[Records drawn from a dataset]

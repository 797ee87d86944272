//! Record Store
//!
//! Every page reads and writes learner state through a `RecordStore`.
//! The active identity is fixed at construction; switching users means
//! building a new store with `with_identity`.

use serde::de::DeserializeOwned;
use serde::Serialize;
use std::sync::Arc;

use lingo_storage::KeyValueStore;

use crate::envelope::{decode, encode, rewrap, SCHEMA_VERSION};
use crate::error::RecordError;
use crate::identity::UserIdentity;
use crate::keys::LEGACY_KEYS;
use crate::Result;

/// Records addressable by a string id inside a stored list.
pub trait Identified {
    fn id(&self) -> &str;
}

pub struct RecordStore {
    /// `None` when no storage is available (reads default, writes no-op)
    backend: Option<Arc<dyn KeyValueStore>>,
    identity: UserIdentity,
}

impl RecordStore {
    pub fn new(backend: Arc<dyn KeyValueStore>, identity: UserIdentity) -> Self {
        Self {
            backend: Some(backend),
            identity,
        }
    }

    /// Bind to the installation's persisted identity, creating it on first use.
    pub fn open(backend: Arc<dyn KeyValueStore>) -> Result<Self> {
        let identity = UserIdentity::load_or_create(backend.as_ref())?;
        Ok(Self::new(backend, identity))
    }

    /// A store with no backend, as in a render context without storage.
    pub fn detached(identity: UserIdentity) -> Self {
        Self {
            backend: None,
            identity,
        }
    }

    /// Same backend, different user.
    pub fn with_identity(&self, identity: UserIdentity) -> Self {
        Self {
            backend: self.backend.clone(),
            identity,
        }
    }

    pub fn is_detached(&self) -> bool {
        self.backend.is_none()
    }

    pub fn identity(&self) -> &UserIdentity {
        &self.identity
    }

    pub fn user_id(&self) -> &str {
        self.identity.as_str()
    }

    pub fn backend(&self) -> Option<&Arc<dyn KeyValueStore>> {
        self.backend.as_ref()
    }

    /// `"<userId>_<logicalKey>"`
    pub fn namespaced_key(&self, logical_key: &str) -> String {
        format!("{}_{}", self.identity.as_str(), logical_key)
    }

    /// Read a record, falling back to `default` when storage is missing,
    /// the key is absent, or the stored value cannot be decoded.
    pub fn read<T, K>(&self, key: K, default: T) -> Result<T>
    where
        T: DeserializeOwned,
        K: AsRef<str>,
    {
        let Some(backend) = &self.backend else {
            return Ok(default);
        };

        let key = self.namespaced_key(key.as_ref());
        let Some(raw) = backend.get_item(&key)? else {
            return Ok(default);
        };

        match decode::<T>(&raw) {
            Ok((value, version)) => {
                if version < SCHEMA_VERSION {
                    self.upgrade(backend.as_ref(), &key, &raw, version);
                }
                Ok(value)
            }
            Err(e) => {
                tracing::warn!(key = %key, error = %e, "Unreadable record, using default");
                Ok(default)
            }
        }
    }

    /// Rewrite a pre-envelope value in the current envelope. A failed
    /// rewrite leaves the old value readable, so it is only logged.
    fn upgrade(&self, backend: &dyn KeyValueStore, key: &str, raw: &str, version: u32) {
        let upgraded = rewrap(raw).map_err(RecordError::from).and_then(|wrapped| {
            backend.set_item(key, &wrapped)?;
            Ok(())
        });

        match upgraded {
            Ok(()) => tracing::debug!(key = %key, from = version, "Upgraded record envelope"),
            Err(e) => tracing::warn!(key = %key, error = %e, "Could not upgrade record envelope"),
        }
    }

    pub fn read_or_default<T, K>(&self, key: K) -> Result<T>
    where
        T: DeserializeOwned + Default,
        K: AsRef<str>,
    {
        self.read(key, T::default())
    }

    /// Overwrite a record unconditionally. No-op without a backend.
    pub fn write<T, K>(&self, key: K, value: &T) -> Result<()>
    where
        T: Serialize,
        K: AsRef<str>,
    {
        let Some(backend) = &self.backend else {
            return Ok(());
        };

        let key = self.namespaced_key(key.as_ref());
        let raw = encode(value)?;
        backend.set_item(&key, &raw)?;

        tracing::debug!(key = %key, bytes = raw.len(), "Wrote record");
        Ok(())
    }

    /// Read, apply `f`, write back, and return the new value.
    pub fn update<T, K, F>(&self, key: K, default: T, f: F) -> Result<T>
    where
        T: Serialize + DeserializeOwned,
        K: AsRef<str>,
        F: FnOnce(&mut T),
    {
        let key = key.as_ref();
        let mut value = self.read(key, default)?;
        f(&mut value);
        self.write(key, &value)?;
        Ok(value)
    }

    /// Prepend `item` to the list under `key` and keep at most `cap`
    /// entries, dropping the oldest. Re-reads and rewrites the whole
    /// list, so each call is O(n) in the list length.
    pub fn append_capped<T, K>(&self, key: K, item: T, cap: usize) -> Result<Vec<T>>
    where
        T: Serialize + DeserializeOwned,
        K: AsRef<str>,
    {
        let key = key.as_ref();
        let mut items: Vec<T> = self.read(key, Vec::new())?;
        items.insert(0, item);
        items.truncate(cap);
        self.write(key, &items)?;
        Ok(items)
    }

    /// Remove the element with `id` from the list under `key`.
    /// Returns whether anything was removed; a missing id writes nothing.
    pub fn remove_by_id<T, K>(&self, key: K, id: &str) -> Result<bool>
    where
        T: Identified + Serialize + DeserializeOwned,
        K: AsRef<str>,
    {
        let key = key.as_ref();
        let mut items: Vec<T> = self.read(key, Vec::new())?;
        let before = items.len();
        items.retain(|item| item.id() != id);

        if items.len() == before {
            return Ok(false);
        }

        self.write(key, &items)?;
        Ok(true)
    }

    /// Replace the element with `id` in place, keeping its position.
    pub fn update_by_id<T, K>(&self, key: K, id: &str, value: T) -> Result<bool>
    where
        T: Identified + Serialize + DeserializeOwned,
        K: AsRef<str>,
    {
        let key = key.as_ref();
        let mut items: Vec<T> = self.read(key, Vec::new())?;

        let Some(slot) = items.iter_mut().find(|item| item.id() == id) else {
            return Ok(false);
        };
        *slot = value;

        self.write(key, &items)?;
        Ok(true)
    }

    pub fn remove<K: AsRef<str>>(&self, key: K) -> Result<()> {
        if let Some(backend) = &self.backend {
            backend.remove_item(&self.namespaced_key(key.as_ref()))?;
        }
        Ok(())
    }

    /// Raw, un-namespaced access for installation-wide values.
    pub fn read_global(&self, key: &str) -> Result<Option<String>> {
        match &self.backend {
            Some(backend) => Ok(backend.get_item(key)?),
            None => Ok(None),
        }
    }

    pub fn write_global(&self, key: &str, value: &str) -> Result<()> {
        if let Some(backend) = &self.backend {
            backend.set_item(key, value)?;
        }
        Ok(())
    }

    pub fn remove_global(&self, key: &str) -> Result<()> {
        if let Some(backend) = &self.backend {
            backend.remove_item(key)?;
        }
        Ok(())
    }

    /// Delete the bare pre-namespacing keys. Returns how many existed.
    pub fn clear_legacy_keys(&self) -> Result<usize> {
        let Some(backend) = &self.backend else {
            return Ok(0);
        };

        let mut removed = 0;
        for key in LEGACY_KEYS {
            if backend.contains_key(key)? {
                backend.remove_item(key)?;
                removed += 1;
            }
        }

        if removed > 0 {
            tracing::info!(removed, "Cleared legacy records");
        }

        Ok(removed)
    }
}

impl Clone for RecordStore {
    fn clone(&self) -> Self {
        Self {
            backend: self.backend.clone(),
            identity: self.identity.clone(),
        }
    }
}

__What is needed__: For the word "missing", work out how many lines of the entries contain it, and state the number alone.

__Your response__: 2